Still, the combined assault from the Democrats, the neocons and the mainstream media forced Trump to surrender his campaign goal of achieving a more positive relationship with Russia and greater big-power collaboration in the fight against terrorism.

For Trump, the incessant chatter about Russia-gate was like a dripping water torture. The thin-skinned Trump fumed at his staff and twittered messages aimed at changing the narrative, such as accusing President Obama of “wiretapping” Trump Tower. But nothing worked.

However, once Trump waved the white flag by placing his foreign policy under the preferred banner of the neoconservatives, the Russia-gate pressure stopped. The op-ed pages suddenly were hailing his “decisiveness.” If you were a neocon, you might say about Russia-gate: Mission accomplished!

Russia-gate’s Achievements

Besides whipping Trump into becoming a more compliant politician, Russia-gate could claim some other notable achievements. For instance, it spared the national Democrats from having to confront their own failures in Campaign 2016 by diverting responsibility for the calamity of Trump’s election.

Instead of Democratic leaders taking responsibility for picking a dreadful candidate, ignoring the nation’s anti-establishment mood, and failing to offer any kind of inspiring message, the national Democrats could palm off the blame on “Russia! Russia! Russia!”

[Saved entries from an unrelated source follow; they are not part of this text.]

//! Reordering a day's activities.
//!
//! Validates coordinates, runs the optimizer, and moves the caller's own
//! records into the new order.

use rayon::prelude::*;
use serde::{Deserialize, Serialize};
use tracing::{info, warn};

use crate::error::ReorderError;
use crate::geo::GeoPoint;
use crate::optimizer::{optimize_order, path_distance};
use crate::traits::Waypoint;

/// Waypoint cap applied when no other limit is configured.
const DEFAULT_MAX_WAYPOINTS: usize = 25;

/// A place as stored by the data backend.
#[derive(Debug, Clone, PartialEq, Serialize, Deserialize)]
pub struct Place {
    #[serde(default)]
    pub id: Option<String>,
    pub name: String,
    #[serde(default)]
    pub latitude: Option<f64>,
    #[serde(default)]
    pub longitude: Option<f64>,
}

/// One stop of a day plan.
#[derive(Debug, Clone, PartialEq, Serialize, Deserialize)]
pub struct Activity {
    #[serde(default)]
    pub time: Option<String>,
    pub place: Place,
    #[serde(default)]
    pub notes: Option<String>,
}

impl Waypoint for Activity {
    fn location(&self) -> Option<GeoPoint> {
        match (self.place.latitude, self.place.longitude) {
            (Some(latitude), Some(longitude)) => Some(GeoPoint::new(latitude, longitude)),
            _ => None,
        }
    }
}

#[derive(Debug, Clone)]
pub struct ReorderOptions {
    /// Days with more stops than this are rejected before optimizing.
    pub max_waypoints: usize,
}

impl Default for ReorderOptions {
    fn default() -> Self {
        Self {
            max_waypoints: DEFAULT_MAX_WAYPOINTS,
        }
    }
}

/// Result of reordering one day.
#[derive(Debug, Clone)]
pub struct ReorderOutcome<W> {
    /// The caller's records in visiting order.
    pub activities: Vec<W>,
    /// `order[j]` is the original position of the record now at `j`.
    pub order: Vec<usize>,
    pub original_km: f64,
    pub optimized_km: f64,
}

impl<W> ReorderOutcome<W> {
    /// Kilometers saved compared to the original order.
    pub fn saved_km(&self) -> f64 {
        (self.original_km - self.optimized_km).max(0.0)
    }

    /// True when the optimizer kept the original order.
    pub fn is_unchanged(&self) -> bool {
        self.order.iter().enumerate().all(|(position, index)| position == *index)
    }
}

/// Reorder `activities` to shorten the day's total travel distance.
///
/// Every activity must have finite coordinates; otherwise nothing is
/// optimized and [`ReorderError::MissingCoordinates`] lists the offending
/// positions. The first activity stays first.
pub fn reorder_activities<W: Waypoint>(
    activities: Vec<W>,
    options: &ReorderOptions,
) -> Result<ReorderOutcome<W>, ReorderError> {
    let points = collect_points(&activities)?;

    if points.len() > options.max_waypoints {
        warn!(count = points.len(), max = options.max_waypoints, "too many stops to optimize");
        return Err(ReorderError::TooManyWaypoints {
            count: points.len(),
            max: options.max_waypoints,
        });
    }

    let natural: Vec<usize> = (0..points.len()).collect();
    let original_km = path_distance(&points, &natural);
    let order = optimize_order(&points, 0);
    let optimized_km = path_distance(&points, &order);

    let activities = apply_order(activities, &order);

    info!(
        stops = points.len(),
        original_km,
        optimized_km,
        "reordered activities"
    );

    Ok(ReorderOutcome {
        activities,
        order,
        original_km,
        optimized_km,
    })
}

/// Reorder several independent days in parallel.
///
/// Results come back in the same order as `days`.
pub fn reorder_days<W>(
    days: Vec<Vec<W>>,
    options: &ReorderOptions,
) -> Vec<Result<ReorderOutcome<W>, ReorderError>>
where
    W: Waypoint + Send,
{
    days.into_par_iter()
        .map(|day| reorder_activities(day, options))
        .collect()
}

fn collect_points<W: Waypoint>(activities: &[W]) -> Result<Vec<GeoPoint>, ReorderError> {
    let mut points = Vec::with_capacity(activities.len());
    let mut missing = Vec::new();

    for (position, activity) in activities.iter().enumerate() {
        match activity.location() {
            Some(point) if point.is_finite() => points.push(point),
            _ => missing.push(position),
        }
    }

    if missing.is_empty() {
        Ok(points)
    } else {
        warn!(positions = ?missing, "stops without coordinates");
        Err(ReorderError::MissingCoordinates { positions: missing })
    }
}

/// Move each record to its new position without cloning it.
fn apply_order<W>(activities: Vec<W>, order: &[usize]) -> Vec<W> {
    let mut slots: Vec<Option<W>> = activities.into_iter().map(Some).collect();
    order
        .iter()
        .filter_map(|&index| slots[index].take())
        .collect()
}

Thus, rather than looking in the mirror and trying to figure out how to correct their deep-seated problems, the national Democrats could instead focus on a quixotic tilting at Trump’s impeachment.

Many on the Left joined in this fantasy because they have been so long without a Movement that the huge post-inaugural “pussy hat” marches were a temptation that they couldn’t resist. Russia-gate became the fuel to keep the “Movement” bandwagon rolling. #Resistance!

It didn’t matter that the “scandal” – the belief that Russia somehow conspired with Trump to rig the U.S. presidential election – amounted to a bunch of informational dots that didn’t connect.

Russia-gate also taught the American “left” to learn to love McCarthyism since “proof” of guilt pretty much amounted to having had contact with a Russian — and anyone who questioned the dubious factual basis of the “scandal” was dismissed as a “Russian propagandist” or a “Moscow stooge” or a purveyor of “fake news.”

Another Russia-gate winner was the mainstream news media which got a lot of mileage – and loads of new subscription money – by pushing the convoluted conspiracy. The New York Times positioned itself as the great protector of “truth” and The Washington Post adopted a melodramatic new slogan: “Democracy Dies in Darkness.”

On Thanksgiving Day, the Post ran a front-page article touting an anonymous Internet group called PropOrNot that identified some 200 Internet news sites, including Consortiumnews.com and other major sources of independent journalism, as guilty of “Russian propaganda.” Facts weren’t needed; the accused had no chance for rebuttal; the accusers even got to hide in the shadows; the smear was the thing.

The Post and the Times also conflated news outlets that dared to express skepticism toward claims from the U.S. State Department with some entrepreneurial sites that trafficked in intentionally made-up stories or “fake news” to make money.

To the Post and Times, there appeared to be no difference between questioning the official U.S. narrative on, say, the Ukraine crisis and knowingly fabricating pretend news articles to get lots of clicks. Behind the smokescreen of Russia-gate, the mainstream U.S. news media took the position that there was only one side to a story, what Official Washington chose to believe.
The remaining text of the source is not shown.